Tenait-il tant que ça à me rejoindre ? Si j'avais su, je lui aurais laissé un mot.

— On devrait s'échanger nos numéros de téléphones, ai-je suggéré, pour éviter de perdre du temps la prochaine fois.

Je ne savais pas le regarder dans les yeux, c'était insupportable. Alors mon regard volait entre les groupes de personnes assises autour de nous, et le vent dans les feuilles des hauts arbres.

— Tu as ton portable sur toi ? Je peux...

— Oui oui, ai-je répondu en le coupant.

Il a souri et m'a regardé le chercher au fond de la poche de mon bermuda. J'ai senti son regard dévier sur les mains.

— A ce que je vois, je t'ai interrompu dans ta lecture, a-t-il ri.

— Non, enfin oui mais... Tiens.

Je lui ai tendu mon portable.

Je l'ai vu ouvrir la page des contacts pour y insérer le sien. Je me suis demandé quelle serait la prochaine occasion qui me poussera à l'appeler.

— Et qu'est-ce que tu en penses ? a-t-il murmuré tout en tapotant délicatement sur l'écran tactile.

J'ai soufflé et ri, gêné. Devais-je vraiment lui dire ?

— Est-ce que tu es comme Roméo ?

Il a immédiatement relevé les yeux vers les miens. J'ai baissé la tête.

— Tu n'as pas répondu à ma question, Léonard.

Je me suis râclé la gorge.

— Honnêtement, c'est une œuvre incroyable. Je suis surpris de l'apprécier autant ! Chacun des personnages est attachant à sa manière, et puis les mots sous si doux... Shakespeare est une merveille.
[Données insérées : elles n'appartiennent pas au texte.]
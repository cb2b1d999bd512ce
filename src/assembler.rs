//! Duration-driven script assembly.
//!
//! A script is built from a fixed run of candidate sections. Each section has
//! a minimum target duration; longer slots unlock more of them. Phrasing
//! variants, the story, and landmark/angle subsets are drawn from the caller's
//! random source so a seeded generator reproduces a script exactly.

use rand::seq::IndexedRandom;
use rand::Rng;
use serde::Serialize;
use tracing::debug;

use crate::dataset::{display_value, humanize_key, present, CityRecord, LandmarkRecord, Story};
use crate::metrics::BROADCAST_WORDS_PER_SECOND;

const ARCH_FEATURES_SHOWN: usize = 3;
const STORY_SOURCES_SHOWN: usize = 3;
const KEY_LANDMARKS_MIN: usize = 2;
const KEY_LANDMARK_SECONDS_EACH: u32 = 60;
const ANGLES_MAX: usize = 5;
const PARAGRAPH_SEPARATOR: &str = "\n\n";

#[derive(Debug, Clone, Copy, PartialEq, Eq, Hash, Serialize)]
#[serde(rename_all = "snake_case")]
pub enum SectionKind {
    Title,
    Intro,
    HistoricalContext,
    DetailedDescription,
    Significance,
    Story,
    KeyLandmarks,
    Statistics,
    JournalistAngles,
    VisitInfo,
    Conclusion,
}

impl SectionKind {
    /// Shortest target duration, in seconds, at which the section is included.
    pub fn min_duration(self) -> u32 {
        match self {
            SectionKind::Title
            | SectionKind::Intro
            | SectionKind::DetailedDescription
            | SectionKind::Conclusion => 0,
            SectionKind::Significance | SectionKind::VisitInfo => 60,
            SectionKind::HistoricalContext | SectionKind::KeyLandmarks => 90,
            SectionKind::Story => 120,
            SectionKind::Statistics => 150,
            SectionKind::JournalistAngles => 180,
        }
    }

    fn heading(self) -> &'static str {
        match self {
            SectionKind::Title => "العنوان",
            SectionKind::Intro => "المقدمة",
            SectionKind::HistoricalContext => "الخلفية التاريخية",
            SectionKind::DetailedDescription => "الوصف التفصيلي",
            SectionKind::Significance => "الأهمية والتفرد",
            SectionKind::Story => "قصة",
            SectionKind::KeyLandmarks => "المعالم البارزة",
            SectionKind::Statistics => "أرقام وإحصائيات",
            SectionKind::JournalistAngles => "زوايا صحفية مقترحة",
            SectionKind::VisitInfo => "معلومات الزيارة",
            SectionKind::Conclusion => "الخاتمة",
        }
    }
}

#[derive(Debug, Clone, PartialEq, Eq, Serialize)]
pub struct ScriptSection {
    pub kind: SectionKind,
    pub title: String,
    #[serde(rename = "content")]
    pub body: String,
}

impl ScriptSection {
    fn new(kind: SectionKind, body: String) -> Self {
        Self {
            kind,
            title: kind.heading().to_string(),
            body,
        }
    }
}

#[derive(Debug, Clone, PartialEq, Serialize)]
pub struct Script {
    pub title: String,
    pub sections: Vec<ScriptSection>,
    pub full_text: String,
    pub target_words: u32,
}

impl Script {
    pub fn has(&self, kind: SectionKind) -> bool {
        self.sections.iter().any(|s| s.kind == kind)
    }
}

pub struct ScriptAssembler<'a> {
    city: &'a CityRecord,
    landmark: &'a LandmarkRecord,
    duration_seconds: u32,
}

// ---------------------------------------------------------------------------
// Helpers
// ---------------------------------------------------------------------------

fn pick_one<R: Rng + ?Sized>(rng: &mut R, mut options: Vec<String>) -> String {
    let i = rng.random_range(0..options.len());
    options.swap_remove(i)
}

fn non_empty(value: Option<&String>) -> Option<&str> {
    value.map(String::as_str).filter(|s| !s.is_empty())
}

pub fn key_landmark_count(available: usize, duration_seconds: u32) -> usize {
    let wanted = (duration_seconds / KEY_LANDMARK_SECONDS_EACH) as usize;
    available.min(wanted.max(KEY_LANDMARKS_MIN))
}

pub fn target_words(duration_seconds: u32) -> u32 {
    (duration_seconds as f64 * BROADCAST_WORDS_PER_SECOND) as u32
}

// ---------------------------------------------------------------------------
// Assembly
// ---------------------------------------------------------------------------

impl<'a> ScriptAssembler<'a> {
    pub fn new(city: &'a CityRecord, landmark: &'a LandmarkRecord, duration_seconds: u32) -> Self {
        Self {
            city,
            landmark,
            duration_seconds,
        }
    }

    fn unlocked(&self, kind: SectionKind) -> bool {
        self.duration_seconds >= kind.min_duration()
    }

    pub fn assemble<R: Rng + ?Sized>(&self, rng: &mut R) -> Script {
        let mut sections = Vec::new();

        let title = self.title(rng);
        sections.push(ScriptSection::new(SectionKind::Title, title.clone()));
        sections.push(ScriptSection::new(SectionKind::Intro, self.intro(rng)));

        if self.unlocked(SectionKind::HistoricalContext) {
            sections.push(ScriptSection::new(
                SectionKind::HistoricalContext,
                self.historical_context(),
            ));
        }

        sections.push(ScriptSection::new(
            SectionKind::DetailedDescription,
            self.detailed_description(),
        ));

        if self.unlocked(SectionKind::Significance) {
            sections.push(ScriptSection::new(
                SectionKind::Significance,
                self.significance(),
            ));
        }

        if self.unlocked(SectionKind::Story) {
            if let Some(story) = self.landmark.stories.choose(rng) {
                sections.push(ScriptSection {
                    kind: SectionKind::Story,
                    title: format!("{}: {}", SectionKind::Story.heading(), story.title),
                    body: format_story(story),
                });
            }
        }

        if self.unlocked(SectionKind::KeyLandmarks) {
            if let Some(body) = self.key_landmarks(rng) {
                sections.push(ScriptSection::new(SectionKind::KeyLandmarks, body));
            }
        }

        if self.unlocked(SectionKind::Statistics) {
            if let Some(body) = self.statistics() {
                sections.push(ScriptSection::new(SectionKind::Statistics, body));
            }
        }

        if self.unlocked(SectionKind::JournalistAngles) {
            if let Some(body) = self.journalist_angles(rng) {
                sections.push(ScriptSection::new(SectionKind::JournalistAngles, body));
            }
        }

        if self.unlocked(SectionKind::VisitInfo) {
            sections.push(ScriptSection::new(SectionKind::VisitInfo, self.visit_info()));
        }

        sections.push(ScriptSection::new(
            SectionKind::Conclusion,
            self.conclusion(rng),
        ));

        debug!(
            landmark = %self.landmark.name,
            duration = self.duration_seconds,
            sections = ?sections.iter().map(|s| s.kind).collect::<Vec<_>>(),
            "script assembled"
        );

        let full_text = sections
            .iter()
            .filter(|s| s.kind != SectionKind::Title)
            .map(|s| s.body.as_str())
            .collect::<Vec<_>>()
            .join(PARAGRAPH_SEPARATOR);

        Script {
            title,
            sections,
            full_text,
            target_words: target_words(self.duration_seconds),
        }
    }

    fn title<R: Rng + ?Sized>(&self, rng: &mut R) -> String {
        let lm = self.landmark;
        pick_one(
            rng,
            vec![
                format!("{}: {}", lm.name, lm.category),
                format!("{} في {} - {}", lm.name, self.city.name, lm.description),
                format!("تقرير: {} - {}", lm.name, lm.kind),
            ],
        )
    }

    fn intro<R: Rng + ?Sized>(&self, rng: &mut R) -> String {
        let lm = self.landmark;
        let city = self.city;
        let mut intro = pick_one(
            rng,
            vec![
                format!(
                    "في {}، {}، يقع {}، {}. {}",
                    city.name, city.region, lm.name, lm.description, lm.detailed_info
                ),
                format!(
                    "يُعد {} أحد أبرز المعالم في {}، حيث {}. {}",
                    lm.name, city.name, lm.description, lm.detailed_info
                ),
                format!(
                    "{} - {} - معلم استثنائي في {} {}. {}",
                    lm.name, lm.category, city.name, lm.description, lm.detailed_info
                ),
            ],
        );

        if lm.info.unesco {
            intro.push_str(&self.unesco_clause());
        }
        intro
    }

    fn unesco_clause(&self) -> String {
        let info = &self.landmark.info;
        let year = present(info.year_inscribed.as_ref())
            .map(display_value)
            .unwrap_or_else(|| "غير محدد".to_string());
        let name = non_empty(info.inscription_name.as_ref()).unwrap_or(self.landmark.name.as_str());

        let mut clause = format!(
            " الموقع مُدرج في قائمة التراث العالمي لليونسكو منذ عام {year}م تحت اسم '{name}'"
        );
        if let Some(criteria) = non_empty(info.unesco_criteria.as_ref()) {
            clause.push_str(&format!(" وفقاً لـ{criteria}"));
        }
        clause.push('.');
        clause
    }

    fn historical_context(&self) -> String {
        let lm = self.landmark;
        if let Some(history) = non_empty(lm.historical_significance.as_ref()) {
            return history.to_string();
        }
        match present(lm.info.age.as_ref()) {
            Some(age) => format!(
                "يعود تاريخ {} إلى {}، مما يجعله شاهداً على حقب تاريخية متعددة.",
                lm.name,
                display_value(age)
            ),
            None => String::new(),
        }
    }

    fn detailed_description(&self) -> String {
        let lm = self.landmark;
        let mut parts = Vec::new();

        if !lm.architectural_features.is_empty() {
            parts.push("من الناحية المعمارية:".to_string());
            for (feature, desc) in lm.architectural_features.iter().take(ARCH_FEATURES_SHOWN) {
                parts.push(format!("- {}: {}", humanize_key(feature), display_value(desc)));
            }
        }
        if let Some(importance) = non_empty(lm.archaeological_importance.as_ref()) {
            parts.push(importance.to_string());
        }
        if let Some(development) = non_empty(lm.historical_development.as_ref()) {
            parts.push(development.to_string());
        }
        if parts.is_empty() {
            parts.push(lm.detailed_info.clone());
        }

        parts.join(PARAGRAPH_SEPARATOR)
    }

    fn significance(&self) -> String {
        let lm = self.landmark;
        let mut parts = Vec::new();

        if let Some(history) = non_empty(lm.historical_significance.as_ref()) {
            parts.push(format!("تاريخياً: {history}"));
        }
        if lm.info.unesco {
            parts.push(format!(
                "ثقافياً: يمثل {} قيمة عالمية استثنائية، كما أقرته منظمة اليونسكو.",
                lm.name
            ));
        }
        if let Some(visitors) = present(lm.statistics.get("annual_visitors_2023")) {
            parts.push(format!(
                "اقتصادياً: استقبل الموقع {} زائر في 2023، مما يجعله محركاً اقتصادياً مهماً.",
                display_value(visitors)
            ));
        }

        parts.join(PARAGRAPH_SEPARATOR)
    }

    fn key_landmarks<R: Rng + ?Sized>(&self, rng: &mut R) -> Option<String> {
        let all = &self.landmark.key_landmarks;
        if all.is_empty() {
            return None;
        }

        let count = key_landmark_count(all.len(), self.duration_seconds);
        let parts: Vec<String> = all
            .choose_multiple(rng, count)
            .map(|lm| {
                let mut line = format!("• {}", lm.name);
                if let Some(year) = present(lm.year.as_ref()) {
                    line.push_str(&format!(" ({})", display_value(year)));
                }
                line.push_str(&format!(": {}", lm.description));
                if let Some(significance) = non_empty(lm.significance.as_ref()) {
                    line.push_str(&format!(" الأهمية: {significance}"));
                }
                line
            })
            .collect();

        Some(parts.join(PARAGRAPH_SEPARATOR))
    }

    fn statistics(&self) -> Option<String> {
        let stats = &self.landmark.statistics;
        if stats.is_empty() {
            return None;
        }

        let mut parts = vec!["الأرقام تتحدث:".to_string()];
        for (key, value) in stats {
            parts.push(format!("• {}: {}", humanize_key(key), display_value(value)));
        }
        Some(parts.join("\n"))
    }

    fn journalist_angles<R: Rng + ?Sized>(&self, rng: &mut R) -> Option<String> {
        let angles = &self.landmark.journalist_angles;
        if angles.is_empty() {
            return None;
        }

        let count = angles.len().min(ANGLES_MAX);
        let mut parts = vec!["زوايا صحفية مقترحة للتغطية:".to_string()];
        for (i, angle) in angles.choose_multiple(rng, count).enumerate() {
            parts.push(format!("{}. {angle}", i + 1));
        }
        Some(parts.join("\n"))
    }

    fn visit_info(&self) -> String {
        let info = &self.landmark.info;
        let mut parts = vec!["معلومات عملية للزيارة:".to_string()];

        let lines = [
            ("أفضل وقت", &info.best_time),
            ("المدة المقترحة", &info.duration),
            ("رسوم الدخول", &info.entry_fee),
            ("الجولات المصحوبة", &info.guided_tours),
        ];
        for (label, value) in lines {
            if let Some(value) = present(value.as_ref()) {
                parts.push(format!("• {label}: {}", display_value(value)));
            }
        }

        parts.join("\n")
    }

    fn conclusion<R: Rng + ?Sized>(&self, rng: &mut R) -> String {
        let name = &self.landmark.name;
        pick_one(
            rng,
            vec![
                format!("يظل {name} شاهداً على عظمة التاريخ والحضارة، ومعلماً يستحق الزيارة والدراسة المعمقة."),
                format!(
                    "بين الماضي والحاضر، يقف {name} كجسر يربط الأجيال، ويروي قصة {} العريقة.",
                    self.city.name
                ),
                format!("يواصل {name} جذب الباحثين والزوار من مختلف أنحاء العالم، مؤكداً مكانته كأحد أهم المعالم في المملكة."),
                format!("في عصر التحول والتطوير، يحافظ {name} على هويته التاريخية، مقدماً للعالم نموذجاً فريداً للحفاظ على التراث."),
            ],
        )
    }
}

fn format_story(story: &Story) -> String {
    let mut formatted = match present(story.year.as_ref()) {
        Some(year) => format!("[{}]{PARAGRAPH_SEPARATOR}{}", display_value(year), story.content),
        None => story.content.clone(),
    };

    if !story.sources.is_empty() {
        let shown: Vec<&str> = story
            .sources
            .iter()
            .take(STORY_SOURCES_SHOWN)
            .map(String::as_str)
            .collect();
        formatted.push_str(&format!("{PARAGRAPH_SEPARATOR}المصادر: {}", shown.join(", ")));
    }
    if let Some(kind) = non_empty(story.kind.as_ref()) {
        formatted.push_str(&format!("{PARAGRAPH_SEPARATOR}النوع: {kind}"));
    }
    formatted
}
Il a paru heureux de m'entendre dire cela.

— Alors merci qui ? s'est-il amusé en me rendant mon téléphone.

J'ai levé les yeux au ciel.

— Merci Andrew.

J'ai tendu la main vers la sienne, qui tenait l'objet. Nos doigts se sont frôlés dans une lenteur agréable, avant que récupère pour de bon l'objet.

— A toi de répondre, maintenant.

Il paraissait gêné. Il s'est mordu la lèvre, longtemps. Trifouillé l'herbe sans raison.

J'ai observé avec attention ses cheveux blonds dansant au vent, qu'il venait d'ébouriffer d'un passage de main.

— Oui, a-t-il alors soufflé.

— Oui, parce que tu es comme Roméo où parce que tu approuves que c'est à toi de répondre ?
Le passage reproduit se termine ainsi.